* What the exercise asks
Reproduce only the top of the records, down to and including the line containing "children: SmallVec<[(VertexId, EdgeMark);".

————

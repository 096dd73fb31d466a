use smallvec::SmallVec;

use crate::internal::common::error::RgError;
use crate::internal::common::{Map, Set};
use crate::internal::graph::{ResourceGraph, ResourcePool};
use crate::internal::policy::{PruneFilters, SubsystemSelector};
use crate::internal::traverser::meta::{JobMeta, MatchedPool};
use crate::internal::traverser::select::{EdgeMark, Selection};
use crate::{JobId, SpanId, SubsystemId, VertexId};

/// Change made by a commit; replayed backwards when a later step fails.
#[derive(Debug)]
enum Undo {
    Plan { vertex: VertexId, span: SpanId },
    Exclusivity { vertex: VertexId, span: SpanId },
    Subplan { vertex: VertexId, span: SpanId },
}

struct Step {
    vertex: VertexId,
    mark: EdgeMark,
    children: SmallVec<[(VertexId, EdgeMark); 4]>,
    index: usize,
    planned_below: usize,
    aggregates: Map<String, i64>,
}

/// Writes a selection into the planners of the graph.
pub(crate) struct Commit<'g> {
    graph: &'g mut ResourceGraph,
    dom: SubsystemId,
    selector: &'g SubsystemSelector,
    filters: &'g PruneFilters,
    job_id: JobId,
    meta: JobMeta,
    allocate: bool,
    undo: Vec<Undo>,
    pools: Vec<MatchedPool>,
}

fn pool_mut(graph: &mut ResourceGraph, vertex: VertexId) -> crate::Result<&mut ResourcePool> {
    graph
        .pool_mut(vertex)
        .ok_or_else(|| RgError::GraphError(format!("unknown pool {vertex}")))
}

impl<'g> Commit<'g> {
    #[allow(clippy::too_many_arguments)]
    pub fn new(
        graph: &'g mut ResourceGraph,
        dom: SubsystemId,
        selector: &'g SubsystemSelector,
        filters: &'g PruneFilters,
        job_id: JobId,
        meta: JobMeta,
        allocate: bool,
    ) -> Self {
        Commit {
            graph,
            dom,
            selector,
            filters,
            job_id,
            meta,
            allocate,
            undo: Vec::new(),
            pools: Vec::new(),
        }
    }

    /// Plans every marked pool. Either the whole selection is written or nothing is.
    pub fn apply(mut self, selection: &Selection) -> crate::Result<Vec<MatchedPool>> {
        let root = self
            .graph
            .pool(selection.root)
            .ok_or_else(|| RgError::GraphError(format!("unknown pool {}", selection.root)))?;
        if root.is_tagged(self.job_id) {
            return Err(RgError::InvalidArgument(format!(
                "job {} already holds resources",
                self.job_id
            )));
        }
        match self.walk(selection) {
            Ok(()) => {
                let mut pools = std::mem::take(&mut self.pools);
                pools.sort_by_key(|pool| pool.vertex);
                Ok(pools)
            }
            Err(error) => {
                self.rollback();
                Err(error)
            }
        }
    }

    fn step(&self, selection: &Selection, vertex: VertexId, mark: EdgeMark) -> Step {
        let children = self
            .graph
            .out_edges(vertex, self.dom)
            .iter()
            .filter_map(|edge| {
                let mark = selection.marks.get(edge)?;
                let relation = self.graph.relation(*edge)?;
                self.selector
                    .accepts(&relation.relation)
                    .then_some((relation.target, *mark))
            })
            .collect();
        Step {
            vertex,
            mark,
            children,
            index: 0,
            planned_below: 0,
            aggregates: Map::default(),
        }
    }

    fn walk(&mut self, selection: &Selection) -> crate::Result<()> {
        let mut visited: Set<VertexId> = Set::default();
        visited.insert(selection.root);
        let mut stack = vec![self.step(selection, selection.root, selection.root_mark)];
        while let Some(step) = stack.last_mut() {
            if step.index < step.children.len() {
                let (child, mark) = step.children[step.index];
                step.index += 1;
                if visited.insert(child) {
                    let next = self.step(selection, child, mark);
                    stack.push(next);
                }
                continue;
            }
            let Some(step) = stack.pop() else {
                break;
            };
            let (planned, aggregates) = self.plan_vertex(step)?;
            if let Some(parent) = stack.last_mut() {
                parent.planned_below += planned;
                for (resource_type, count) in aggregates {
                    *parent.aggregates.entry(resource_type).or_insert(0) += count;
                }
            }
        }
        Ok(())
    }

    /// Returns the number of planned pools in the subtree and the pruning type amounts
    /// consumed by it.
    fn plan_vertex(&mut self, step: Step) -> crate::Result<(usize, Map<String, i64>)> {
        let Step {
            vertex,
            mark,
            planned_below,
            mut aggregates,
            ..
        } = step;
        let (at, duration) = (self.meta.at, self.meta.duration);
        let (job_id, dom, allocate) = (self.job_id, self.dom, self.allocate);
        let pool = pool_mut(self.graph, vertex)?;

        let mut planned = planned_below;
        let mut consumed = 0;
        if mark.exclusive || mark.leaf {
            let amount = if mark.exclusive {
                pool.planner().avail_resources_during(at, duration)?
            } else {
                mark.needs
            };
            if amount > 0 {
                let span = pool.schedule.plans.add_span(at, duration, amount)?;
                if allocate {
                    pool.schedule.allocations.insert(job_id, span);
                } else {
                    pool.schedule.reservations.insert(job_id, span);
                }
                self.undo.push(Undo::Plan { vertex, span });
                consumed = amount;
                planned += 1;
            }
        }
        if planned == 0 {
            return Ok((0, Map::default()));
        }

        let span = pool.job_data.x_checker.add_span(at, duration, 1)?;
        pool.job_data.x_spans.insert(job_id, span);
        pool.job_data.tags.insert(job_id);
        self.undo.push(Undo::Exclusivity { vertex, span });

        if let Some(plan) = pool.job_data.subplans.get_mut(&dom) {
            let request: Vec<i64> = plan
                .resource_types()
                .map(|t| aggregates.get(t).copied().unwrap_or(0))
                .collect();
            if request.iter().any(|count| *count > 0) {
                let span = plan.add_span(at, duration, &request)?;
                pool.job_data.job2span.insert((dom, job_id), span);
                self.undo.push(Undo::Subplan { vertex, span });
            }
        }

        if consumed > 0 && self.filters.is_pruning_type(pool.resource_type()) {
            *aggregates
                .entry(pool.resource_type().to_string())
                .or_insert(0) += consumed;
        }
        self.pools.push(MatchedPool {
            vertex,
            name: pool.name().to_string(),
            resource_type: pool.resource_type().to_string(),
            count: consumed,
            exclusive: mark.exclusive,
        });
        Ok((planned, aggregates))
    }

    fn rollback(&mut self) {
        let (job_id, dom) = (self.job_id, self.dom);
        for undo in self.undo.drain(..).rev() {
            let (vertex, result) = match undo {
                Undo::Plan { vertex, span } => match self.graph.pool_mut(vertex) {
                    Some(pool) => {
                        pool.schedule.allocations.remove(&job_id);
                        pool.schedule.reservations.remove(&job_id);
                        (vertex, pool.schedule.plans.rem_span(span))
                    }
                    None => continue,
                },
                Undo::Exclusivity { vertex, span } => match self.graph.pool_mut(vertex) {
                    Some(pool) => {
                        pool.job_data.x_spans.remove(&job_id);
                        pool.job_data.tags.remove(&job_id);
                        (vertex, pool.job_data.x_checker.rem_span(span))
                    }
                    None => continue,
                },
                Undo::Subplan { vertex, span } => match self.graph.pool_mut(vertex) {
                    Some(pool) => {
                        pool.job_data.job2span.remove(&(dom, job_id));
                        match pool.job_data.subplans.get_mut(&dom) {
                            Some(plan) => (vertex, plan.rem_span(span)),
                            None => continue,
                        }
                    }
                    None => continue,
                },
            };
            if let Err(error) = result {
                log::error!("Rollback of job {job_id} on pool {vertex} failed: {error}");
            }
        }
    }
}

/// Drops everything the job holds in the subsystem. Returns the number of released pools.
pub(crate) fn remove(
    graph: &mut ResourceGraph,
    dom: SubsystemId,
    job_id: JobId,
) -> crate::Result<usize> {
    let mut stack: Vec<VertexId> = graph
        .roots(dom)
        .into_iter()
        .filter(|root| graph.pool(*root).is_some_and(|pool| pool.is_tagged(job_id)))
        .collect();
    if stack.is_empty() {
        return Err(RgError::InconsistentRelease(format!(
            "job {job_id} holds no resources"
        )));
    }
    let mut released = 0;
    while let Some(vertex) = stack.pop() {
        let pool = pool_mut(graph, vertex)?;
        if !pool.job_data.tags.remove(&job_id) {
            continue;
        }
        if let Some(span) = pool.job_data.x_spans.remove(&job_id) {
            pool.job_data.x_checker.rem_span(span)?;
        }
        if let Some(span) = pool.job_data.job2span.remove(&(dom, job_id)) {
            if let Some(plan) = pool.job_data.subplans.get_mut(&dom) {
                plan.rem_span(span)?;
            }
        }
        let span = pool
            .schedule
            .allocations
            .remove(&job_id)
            .or_else(|| pool.schedule.reservations.remove(&job_id));
        if let Some(span) = span {
            pool.schedule.plans.rem_span(span)?;
        }
        released += 1;
        stack.extend(graph.children(vertex, dom));
    }
    log::debug!("Released {released} pools of job {job_id}");
    Ok(released)
}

————

* Worked solution
repository 096dd73fb31d466a
use smallvec::SmallVec;

use crate::internal::common::error::RgError;
use crate::internal::common::{Map, Set};
use crate::internal::graph::{ResourceGraph, ResourcePool};
use crate::internal::policy::{PruneFilters, SubsystemSelector};
use crate::internal::traverser::meta::{JobMeta, MatchedPool};
use crate::internal::traverser::select::{EdgeMark, Selection};
use crate::{JobId, SpanId, SubsystemId, VertexId};

/// Change made by a commit; replayed backwards when a later step fails.
#[derive(Debug)]
enum Undo {
    Plan { vertex: VertexId, span: SpanId },
    Exclusivity { vertex: VertexId, span: SpanId },
    Subplan { vertex: VertexId, span: SpanId },
}

struct Step {
    vertex: VertexId,
    mark: EdgeMark,
    children: SmallVec<[(VertexId, EdgeMark); 4]>,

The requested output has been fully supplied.